Одежда тоже может многое рассказать о своем владельце: большое ли внимание уделяет человек собственной внешности, выбирает ли путь, проходя по улице, чтобы сохранить обувь в идеальной чистоте, или полностью пренебрегает тем, как он выглядит. Несмотря на довольно опрятный вид, Моргана Элиота тем не менее никак нельзя было заподозрить в том, что он много времени проводит перед зеркалом. И Лили ничуть не сомневалась, что в течение дня он не раз прошел по лужам, нисколько не переживая по поводу грязи на своих ботинках. Девушка с раздражением подумала о том, что ей совсем не следовало бы замечать подобные мелочи. Но этот человек, от которого словно исходила необъяснимая мужественная сила, овладел мыслями Лили против ее воли.
– Я могу пройти?
Его тон был чувственным. И вызывающим. Лили испуганно отшатнулась.

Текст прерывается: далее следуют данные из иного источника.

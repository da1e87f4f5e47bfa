use crate::config::{PipelineConfig, RrUnit, Sd2Degeneracy, SpectralMethod};
use crate::signal::RRSeries;
use realfft::RealFftPlanner;
use serde::{Deserialize, Serialize};
use std::f64::consts::PI;

pub const LF_BAND: (f64, f64) = (0.04, 0.15);
pub const HF_BAND: (f64, f64) = (0.15, 0.4);

/// Upper bound on the interpolated grid. Longer grids mean the intervals are
/// not RR values in the configured unit.
const MAX_RESAMPLED_LEN: usize = 1 << 20;

#[derive(Debug, Clone, Copy, PartialEq, Serialize, Deserialize)]
pub struct HRVTime {
    pub n: usize,
    pub mean_rr: Option<f64>,
    pub sdnn: Option<f64>,
    pub rmssd: Option<f64>,
}

#[derive(Debug, Clone, PartialEq, Serialize, Deserialize)]
pub struct HRVPsd {
    pub lf: Option<f64>,
    pub hf: Option<f64>,
    pub lf_hf: Option<f64>,
    /// `[frequency_hz, density]` pairs of the estimate; empty when it was not computed.
    pub points: Vec<[f64; 2]>,
}

impl HRVPsd {
    fn absent() -> Self {
        Self {
            lf: None,
            hf: None,
            lf_hf: None,
            points: Vec::new(),
        }
    }
}

#[derive(Debug, Clone, Copy, PartialEq, Serialize, Deserialize)]
pub struct HRVNonlinear {
    pub sd1: Option<f64>,
    pub sd2: Option<f64>,
}

/// Settings of the frequency-domain estimate.
#[derive(Debug, Clone, Copy, PartialEq)]
pub struct PsdSettings {
    pub fs: f64,
    pub min_samples: usize,
    pub method: SpectralMethod,
    pub rr_unit: RrUnit,
}

impl Default for PsdSettings {
    fn default() -> Self {
        Self {
            fs: 4.0,
            min_samples: 30,
            method: SpectralMethod::Uniform,
            rr_unit: RrUnit::Milliseconds,
        }
    }
}

/// All HRV fields of one window. Each domain owns a disjoint subset.
#[derive(Debug, Clone, Copy, Default, PartialEq, Serialize, Deserialize)]
pub struct HrvFeatures {
    pub sdnn: Option<f64>,
    pub lf: Option<f64>,
    pub hf: Option<f64>,
    pub lf_hf: Option<f64>,
    pub sd1: Option<f64>,
    pub sd2: Option<f64>,
}

/// Runs the three HRV domains over a window's valid RR values.
#[derive(Debug, Clone)]
pub struct HrvEngine {
    pub min_time_samples: usize,
    pub min_nonlinear_samples: usize,
    pub psd: PsdSettings,
    pub sd2_degeneracy: Sd2Degeneracy,
}

impl Default for HrvEngine {
    fn default() -> Self {
        Self::from_config(&PipelineConfig::default())
    }
}

impl HrvEngine {
    pub fn from_config(cfg: &PipelineConfig) -> Self {
        Self {
            min_time_samples: cfg.min_time_samples,
            min_nonlinear_samples: cfg.min_nonlinear_samples,
            psd: PsdSettings {
                fs: cfg.sampling_rate_hz,
                min_samples: cfg.min_frequency_samples,
                method: cfg.spectral_method,
                rr_unit: cfg.rr_unit,
            },
            sd2_degeneracy: cfg.sd2_degeneracy,
        }
    }

    pub fn compute(&self, rr: &RRSeries) -> HrvFeatures {
        let time = hrv_time(rr, self.min_time_samples);
        let bands = hrv_bands(rr, &self.psd);
        let nonlinear = hrv_nonlinear(rr, self.min_nonlinear_samples, self.sd2_degeneracy);
        HrvFeatures {
            sdnn: time.sdnn,
            lf: bands.lf,
            hf: bands.hf,
            lf_hf: bands.lf_hf,
            sd1: nonlinear.sd1,
            sd2: nonlinear.sd2,
        }
    }
}

/// Time-domain metrics. SDNN uses the Bessel-corrected standard deviation.
pub fn hrv_time(rr: &RRSeries, min_samples: usize) -> HRVTime {
    let n = rr.len();
    let mean_rr = rr.mean();
    if n < min_samples.max(2) {
        return HRVTime {
            n,
            mean_rr,
            sdnn: None,
            rmssd: None,
        };
    }
    let sdnn = rr.sample_variance().map(f64::sqrt);
    let diffs = rr.successive_differences();
    let rmssd = Some((diffs.iter().map(|d| d * d).sum::<f64>() / diffs.len() as f64).sqrt());
    HRVTime {
        n,
        mean_rr,
        sdnn,
        rmssd,
    }
}

/// Band powers of one window, without the spectrum itself.
#[derive(Debug, Clone, Copy, Default, PartialEq, Serialize, Deserialize)]
pub struct BandPowers {
    pub lf: Option<f64>,
    pub hf: Option<f64>,
    pub lf_hf: Option<f64>,
}

impl BandPowers {
    fn from_spectrum(freqs: &[f64], powers: &[f64]) -> Self {
        let lf = integrate_band(freqs, powers, LF_BAND);
        let hf = integrate_band(freqs, powers, HF_BAND);
        Self {
            lf: Some(lf),
            hf: Some(hf),
            lf_hf: if hf > 0.0 { Some(lf / hf) } else { None },
        }
    }
}

fn estimate_spectrum(rr: &RRSeries, settings: &PsdSettings) -> Option<(Vec<f64>, Vec<f64>)> {
    if rr.len() < settings.min_samples.max(2) {
        return None;
    }
    match settings.method {
        SpectralMethod::Uniform => welch_psd(&rr.rr, settings.fs),
        SpectralMethod::Resampled => {
            welch_psd(&resample_rr(&rr.rr, settings.rr_unit, settings.fs), settings.fs)
        }
    }
}

/// LF/HF only. This is what the pipeline runs per window.
pub fn hrv_bands(rr: &RRSeries, settings: &PsdSettings) -> BandPowers {
    estimate_spectrum(rr, settings)
        .map(|(freqs, powers)| BandPowers::from_spectrum(&freqs, &powers))
        .unwrap_or_default()
}

/// LF/HF band powers from a single-segment Welch estimate, plus the estimate.
pub fn hrv_psd(rr: &RRSeries, settings: &PsdSettings) -> HRVPsd {
    let Some((freqs, powers)) = estimate_spectrum(rr, settings) else {
        return HRVPsd::absent();
    };
    let bands = BandPowers::from_spectrum(&freqs, &powers);
    HRVPsd {
        lf: bands.lf,
        hf: bands.hf,
        lf_hf: bands.lf_hf,
        points: freqs
            .into_iter()
            .zip(powers)
            .map(|(f, p)| [f, p])
            .collect(),
    }
}

/// Poincaré descriptors. SD2 follows `policy` when its radicand turns negative.
pub fn hrv_nonlinear(rr: &RRSeries, min_samples: usize, policy: Sd2Degeneracy) -> HRVNonlinear {
    if rr.len() < min_samples.max(2) {
        return HRVNonlinear {
            sd1: None,
            sd2: None,
        };
    }
    let sd1 = poincare_sd1(rr);
    let sd2 = match (rr.sample_variance(), sd1) {
        (Some(variance), Some(sd1)) => poincare_sd2(variance, sd1, policy),
        _ => None,
    };
    HRVNonlinear { sd1, sd2 }
}

fn poincare_sd1(rr: &RRSeries) -> Option<f64> {
    let diffs = rr.successive_differences();
    if diffs.is_empty() {
        return None;
    }
    let mean = diffs.iter().sum::<f64>() / diffs.len() as f64;
    let var = diffs.iter().map(|d| (d - mean).powi(2)).sum::<f64>() / diffs.len() as f64;
    Some((0.5 * var).sqrt())
}

/// `sqrt(2 * variance - sd1^2)`. In exact arithmetic the radicand is never
/// negative, so a negative value here is rounding noise on a near-zero SD2.
pub fn poincare_sd2(variance: f64, sd1: f64, policy: Sd2Degeneracy) -> Option<f64> {
    let radicand = 2.0 * variance - sd1 * sd1;
    if !radicand.is_finite() {
        return None;
    }
    if radicand >= 0.0 {
        return Some(radicand.sqrt());
    }
    match policy {
        Sd2Degeneracy::Clamp => Some(0.0),
        Sd2Degeneracy::Absent => None,
    }
}

/// Trapezoidal integral over the bins with `band.0 <= f < band.1`.
/// Fewer than two bins give `+0.0`.
fn integrate_band(freqs: &[f64], powers: &[f64], band: (f64, f64)) -> f64 {
    let in_band: Vec<(f64, f64)> = freqs
        .iter()
        .zip(powers)
        .filter(|(f, _)| **f >= band.0 && **f < band.1)
        .map(|(f, p)| (*f, *p))
        .collect();
    in_band
        .windows(2)
        .map(|w| (w[1].0 - w[0].0) * (w[0].1 + w[1].1) * 0.5)
        .fold(0.0, |acc, area| acc + area)
}

/// One-sided density PSD using a single Hann segment spanning the signal,
/// after removing the mean.
fn welch_psd(signal: &[f64], fs: f64) -> Option<(Vec<f64>, Vec<f64>)> {
    let n = signal.len();
    if n < 2 || !(fs > 0.0) {
        return None;
    }
    let mean = signal.iter().sum::<f64>() / n as f64;
    let window = hann(n);
    let window_power: f64 = window.iter().map(|w| w * w).sum();
    if window_power <= 0.0 {
        return None;
    }
    let mut frame: Vec<f64> = signal
        .iter()
        .zip(window.iter())
        .map(|(x, w)| (x - mean) * w)
        .collect();
    let mut planner = RealFftPlanner::<f64>::new();
    let r2c = planner.plan_fft_forward(n);
    let mut spectrum = r2c.make_output_vec();
    r2c.process(&mut frame, &mut spectrum).ok()?;
    let scale = 1.0 / (fs * window_power);
    let freqs = (0..spectrum.len())
        .map(|k| k as f64 * fs / n as f64)
        .collect();
    let powers = spectrum
        .iter()
        .enumerate()
        .map(|(k, val)| {
            let p = val.norm_sqr() * scale;
            if k == 0 || (n % 2 == 0 && k == n / 2) {
                p
            } else {
                2.0 * p
            }
        })
        .collect();
    Some((freqs, powers))
}

/// Linear interpolation of RR values, placed at their beat times, onto a `fs` grid.
fn resample_rr(rr: &[f64], unit: RrUnit, fs: f64) -> Vec<f64> {
    if rr.len() < 2 || !(fs > 0.0) {
        return Vec::new();
    }
    let mut times = Vec::with_capacity(rr.len());
    let mut acc = 0.0;
    for &interval in rr {
        acc += unit.to_seconds(interval);
        times.push(acc);
    }
    let start = times[0];
    let span = times[times.len() - 1] - start;
    if !(span.is_finite() && span > 0.0) {
        return Vec::new();
    }
    let grid_len = (span * fs).floor() + 1.0;
    if !(grid_len.is_finite() && grid_len <= MAX_RESAMPLED_LEN as f64) {
        return Vec::new();
    }
    let n = grid_len as usize;
    let mut signal = Vec::with_capacity(n);
    let mut idx = 0;
    for i in 0..n {
        let t = start + i as f64 / fs;
        while idx + 2 < times.len() && times[idx + 1] < t {
            idx += 1;
        }
        let (t0, t1) = (times[idx], times[idx + 1]);
        let frac = if t1 > t0 {
            ((t - t0) / (t1 - t0)).clamp(0.0, 1.0)
        } else {
            0.0
        };
        signal.push(rr[idx] + frac * (rr[idx + 1] - rr[idx]));
    }
    signal
}

fn hann(size: usize) -> Vec<f64> {
    (0..size)
        .map(|i| 0.5 * (1.0 - (2.0 * PI * i as f64 / (size as f64)).cos()))
        .collect()
}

Боже, все это время она как зачарованная просто стояла и смотрела на него! Пытаясь не обращать внимания на то, как неистово стучит в груди сердце, Лили, с трудом преодолев смущение, подняла глаза и, напустив на себя дерзкий вид, встретила его насмешливый взгляд. Лучше держаться именно так – горький опыт последних лет убедил ее в этом. Она ни за что не покажет ему, что он вывел ее из равновесия и задел ее чувства. Девушка посторонилась и беззаботно махнула рукой, словно отметая его нелепый двусмысленный вопрос:
– Конечно, вы можете пройти.
Морган вопросительно приподнял бровь и тоном, от которого у нее по спине пробежали мурашки, произнес:
– Вот и славно.
Затем пружинистым шагом хищника он преодолел разделявшее их расстояние и остановился всего в нескольких дюймах от нее. Коридор, казалось, внезапно неимоверно сузился, и Лили почувствовала, что попала в ловушку.
– Итак, хорошенькое личико – не единственное ваше достоинство.
– Что вы имеете в виду? – растерялась Лили.
Его губы растянулись в улыбке, значение которой могло быть истолковано вполне определенно. Он поднял руку, уперся в стену чуть повыше ее головы и низко – чересчур низко – наклонился к ней.
– Я просто хотел сказать, что вы произвели на меня большое впечатление. – Голос Моргана был низким и чувственным.
Да он испытывает удовольствие оттого, что смутил ее, внезапно поняла Лили. В его словах прозвучало неприкрытое желание, и он даже не пытался скрыть того, что его явно забавляет эта ситуация. Этот человек просто задумал поиграть с нею, как кот с мышью.